__Exercise requirements__:
On how many lines of the data below does the word "host" appear? Reply with the number only.

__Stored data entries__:

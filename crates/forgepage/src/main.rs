use std::sync::Arc;

use anyhow::Result;
use clap::Parser;
use forgepage_server::Server;
use tracing_subscriber::EnvFilter;

use crate::cli::{App, Commands, RenderArg, ServeArg};
use crate::config::Config;
use crate::page::PageService;

mod cli;
mod config;
mod page;

#[tokio::main]
async fn main() -> Result<()> {
    tracing_subscriber::fmt()
        .with_env_filter(EnvFilter::try_from_default_env().unwrap_or_else(|_| EnvFilter::new("info")))
        .init();

    let app = App::parse();
    let config = Config::load(app.config.as_deref())?;

    match app.cmd {
        Commands::Serve(arg) => serve(config, arg).await,
        Commands::Render(arg) => render(config, arg).await,
    }
}

async fn serve(mut config: Config, arg: ServeArg) -> Result<()> {
    if let Some(listen) = arg.listen {
        config.listen = listen;
    }

    let server = Server::bind(&config.listen).await?;
    tracing::info!(addr = %server.local_addr()?, "serving project pages");

    let service = Arc::new(PageService::new(config)?);
    server.serve(service).await?;
    Ok(())
}

async fn render(config: Config, arg: RenderArg) -> Result<()> {
    let service = PageService::new(config)?;
    let html = if arg.offline {
        service.static_page_for_host(&arg.host)?
    } else {
        service.page_for_host(&arg.host).await?
    };
    print!("{html}");
    Ok(())
}
//! Error types for forgepage-server.

use std::io;
use thiserror::Error;

#[derive(Debug, Error)]
pub enum ServerError {
    #[error("I/O error: {0}")]
    Io(#[from] io::Error),

    #[error("malformed request: {0}")]
    Malformed(String),

    #[error("request head exceeds {0} bytes")]
    HeadTooLarge(usize),

    #[error("connection closed before end of request head")]
    TruncatedHead,
}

__Result of the task__:
2